Here is a Nehi Bottle we dug and a Nehi Knife/Bottle opener we bought in a box at an auction this weekend. Can someone please give me approximate time & value on both? The picture of the bottle on the knife is exactly like the bottle I have.

 Thank-you,

 Lisa


----------



## stormysouth (Apr 4, 2007)

Sorry so blurry.

 Took blurry picture off.


----------



## stormysouth (Apr 4, 2007)

Other side.


----------



## stormysouth (Apr 4, 2007)

Better Pic. Thanks for your patience, I think I'm getting better.


----------



## stormysouth (Apr 4, 2007)

Other side... What is the best way clean?


----------



## capsoda (Apr 4, 2007)

Hey Lisa, Very cool knife. The bottles are only worth a bck because of the abundance of them. The put all their flavors in the same bottle and used different colored caps to show the flavor. The knife is worth about $30.


----------



## stormysouth (Apr 4, 2007)

Thanks Cap. What circa? I got a good buy on the knife. I paid $ 17.00 for the box it came in. The box was a very interesting combo of things.... It had the knife, 20 genuine racoon pecker (I hope I didn't offend anyone) tooth picks, $ 1.95 in 1960's coins, 2 seals in a compromising position carved out of genuine ivory (I think they are from Alaska, several small pieces of jade & ivory, a 1909 Marshall's Cubeb Cigarette Almanac from Madison, IN (near mint), a tiny Pre-TOC change purse, 4 silverplated little serving what's it's, etc...... It was cool looking thru. My honey and some old guys at the auction got a real good laugh at me finding out what the bone thingy's were...especially when I dropped it and started wiping my hands on my pants going oooohhhh yuckkkkky....they did what with these!!!!!!!??????[8D][][] I couldn't imagine using those for a tooth pick eeewwww!!!!!!!!!


----------



## carling (Apr 4, 2007)

Lisa, you can't tell us about your genuine racoon pecker toothpicks without posting a photo!

 Rick


----------



## Bottleboy4419 (Apr 4, 2007)

the nehi bottle is from the 20's its a nice bottle tho


----------



## capsoda (Apr 4, 2007)

Hey Lisa, I was most probably made between 1924 and 1928. Figural knives weren't very popular after 1930 and the Chero Cola Company Changed its name to Nehi in 1928.


----------



## madman (Apr 4, 2007)

hey lisa that knife is amazing great find!wow  mike


----------



## stormysouth (Apr 5, 2007)

Thanks Guys.....

 Rick,

 I'll get a picture tonight. Talk about a conversation piece


----------



## cramer1399 (Jul 11, 2011)

> ORIGINAL:  capsoda
> 
> Hey Lisa, Very cool knife. The bottles are only worth a bck because of the abundance of them. The put all their flavors in the same bottle and used different colored caps to show the flavor. The knife is worth about $30.

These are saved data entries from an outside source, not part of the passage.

pub mod controller;
pub mod loop_worker;
pub mod watcher;

use std::future::Future;
use std::time::Duration;

use anyhow::Result;

use crate::webdriver::{Command, SnapshotPage};

pub use controller::DriverController;

/// Async boundary to a live page. Implementations must be cheap to clone so
/// the watcher and the loop can share one session.
pub trait PageHost: Clone + Send + Sync + 'static {
    /// Capture the player state for one tick.
    fn probe(&self) -> impl Future<Output = Result<SnapshotPage>> + Send;
    /// Replay the writes and interactions a tick queued.
    fn flush(&self, commands: Vec<Command>) -> impl Future<Output = Result<()>> + Send;
    fn fingerprint(&self) -> impl Future<Output = Result<Fingerprint>> + Send;
}

#[derive(Debug, Clone, PartialEq, Eq, Default)]
pub struct Fingerprint {
    pub url: String,
    pub player_class: Option<String>,
}

/// Why a tick is being requested.
#[derive(Debug, Clone, PartialEq, Eq)]
pub enum Trigger {
    Mutation,
    Navigation { url: String },
}

#[derive(Debug, Clone, PartialEq)]
pub struct DriverConfig {
    pub tick_interval: Duration,
    pub navigation_settle: Duration,
    pub probe_timeout: Duration,
    pub watch_interval: Duration,
}

impl Default for DriverConfig {
    fn default() -> Self {
        Self {
            tick_interval: Duration::from_millis(150),
            navigation_settle: Duration::from_millis(350),
            probe_timeout: Duration::from_secs(2),
            watch_interval: Duration::from_millis(50),
        }
    }
}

 gee, thats a good thing because i bought one of those bottles for a dollar!


----------



## morbious_fod (Jul 12, 2011)

Actually they started using that particular style Nehi bottle in the late 1920's. The Chero-Cola Bottling Company introduced it in one of their ads in 1928. Prior to this Nehi was bottled in the "pyramid" Chero-Cola Soda Water bottles along with the soon to disappear Melo line. The bottle shown was produced for a long time through out the 1930's and I have even seen some examples from as late as 1955.

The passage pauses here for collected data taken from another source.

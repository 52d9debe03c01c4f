use anyhow::{anyhow, bail, Context, Result};
use fantoccini::{Client, ClientBuilder};
use serde::Deserialize;
use serde_json::{json, Value};
use url::Url;

use crate::driver::{Fingerprint, PageHost};
use crate::page::selectors;
use crate::{log_debug, log_info};

use super::scripts;
use super::snapshot::{Command, PageSnapshot, SnapshotPage};

const ENABLE_LOGS: bool = true;

fn chrome_caps(headless: bool) -> serde_json::Map<String, Value> {
    let mut args = vec![
        "--no-first-run".to_string(),
        "--no-default-browser-check".to_string(),
        "--autoplay-policy=no-user-gesture-required".to_string(),
        "--disable-notifications".to_string(),
    ];
    if headless {
        args.push("--headless=new".to_string());
    }

    let mut caps = serde_json::Map::new();
    caps.insert("browserName".into(), json!("chrome"));
    caps.insert("goog:chromeOptions".into(), json!({ "args": args }));
    caps
}

/// A browser tab driven over WebDriver.
#[derive(Clone)]
pub struct WebDriverHost {
    client: Client,
}

impl WebDriverHost {
    pub async fn connect(webdriver_url: &str, headless: bool) -> Result<Self> {
        let client = ClientBuilder::native()
            .capabilities(chrome_caps(headless))
            .connect(webdriver_url)
            .await
            .with_context(|| format!("failed to open a WebDriver session at {webdriver_url}"))?;
        log_info!("WebDriver session created at {webdriver_url}");
        Ok(Self { client })
    }

    pub async fn open(&self, url: &Url) -> Result<()> {
        self.client
            .goto(url.as_str())
            .await
            .with_context(|| format!("failed to navigate to {url}"))?;
        log_info!("opened {url}");
        Ok(())
    }

    pub async fn close(self) {
        if let Err(err) = self.client.close().await {
            log_debug!("WebDriver session close failed: {err}");
        }
    }

    async fn execute(&self, script: &str, args: Vec<Value>) -> Result<Value> {
        self.client
            .execute(script, args)
            .await
            .map_err(|err| anyhow!("script failed: {err}"))
    }
}

#[derive(Debug, Deserialize)]
#[serde(rename_all = "camelCase")]
struct FingerprintReply {
    url: String,
    player_class: Option<String>,
}

/// Media writes the flush script did not confirm. A missing or malformed
/// reply confirms nothing. Interactions stay best-effort.
fn unapplied_media_writes<'a>(commands: &'a [Command], applied: &[bool]) -> Vec<&'a Command> {
    commands
        .iter()
        .enumerate()
        .filter(|(i, _)| !applied.get(*i).copied().unwrap_or(false))
        .filter_map(|(_, command)| match command {
            Command::Interact { .. } => {
                log_debug!("host did not apply {command:?}");
                None
            }
            _ => Some(command),
        })
        .collect()
}

impl PageHost for WebDriverHost {
    async fn probe(&self) -> Result<SnapshotPage> {
        let value = self
            .execute(scripts::PROBE, vec![json!(selectors::probed())])
            .await?;
        let snapshot: PageSnapshot =
            serde_json::from_value(value).context("probe returned an unexpected shape")?;
        Ok(SnapshotPage::from(snapshot))
    }

    async fn flush(&self, commands: Vec<Command>) -> Result<()> {
        if commands.is_empty() {
            return Ok(());
        }
        let value = self
            .execute(scripts::FLUSH, vec![serde_json::to_value(&commands)?])
            .await?;
        let applied: Vec<bool> = serde_json::from_value(value).unwrap_or_default();
        let missed = unapplied_media_writes(&commands, &applied);
        if !missed.is_empty() {
            bail!("page did not apply {missed:?}");
        }
        Ok(())
    }

    async fn fingerprint(&self) -> Result<Fingerprint> {
        let value = self.execute(scripts::FINGERPRINT, Vec::new()).await?;
        let reply: FingerprintReply =
            serde_json::from_value(value).context("fingerprint returned an unexpected shape")?;
        Ok(Fingerprint {
            url: reply.url,
            player_class: reply.player_class,
        })
    }
}

#[cfg(test)]
mod tests {
    use super::*;

    fn restore() -> Vec<Command> {
        vec![
            Command::PlaybackRate { value: 1.0 },
            Command::Muted { value: false },
            Command::Interact {
                selector: ".ytp-ad-skip-button".into(),
                index: 0,
                event: "click",
                client_x: 10.0,
                client_y: 10.0,
            },
        ]
    }

    #[test]
    fn confirmed_flush_has_no_misses() {
        assert!(unapplied_media_writes(&restore(), &[true, true, true]).is_empty());
    }

    #[test]
    fn rejected_unmute_is_reported() {
        let commands = restore();
        let missed = unapplied_media_writes(&commands, &[true, false, true]);
        assert_eq!(missed, vec![&Command::Muted { value: false }]);
    }

    #[test]
    fn missed_interactions_are_tolerated() {
        assert!(unapplied_media_writes(&restore(), &[true, true, false]).is_empty());
    }

    #[test]
    fn empty_reply_confirms_nothing() {
        let commands = restore();
        assert_eq!(unapplied_media_writes(&commands, &[]).len(), 2);
    }
}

 The knife was first offered in Kingsport in 1928, and if you will notice the bottle pictured isn't the "rope" design Nehi (bottle pictured), it is actually the pyramid soda water with Nehi on it. I wonder if any exist like this bottle, I have the taller "pyramid" Nehi Bottling Company Soda Water bottle, but have never seen one with Nehi embossed on the shoulder.








 Ad is from August 1928, yes the mascot's name is Hi-Ne.


----------



## cobaltbot (Jul 12, 2011)

I like the immitation mascot named HI-NE ?


----------



## bottleopop (Jul 12, 2011)

Heh, that mascot has very high knees!


----------



## splante (Jul 13, 2011)

like the  knife/bottleopener nice find, lot of detail on it. If mine ithink i would hang onto it price should go up once this economy gets back on track somwhere down the road


----------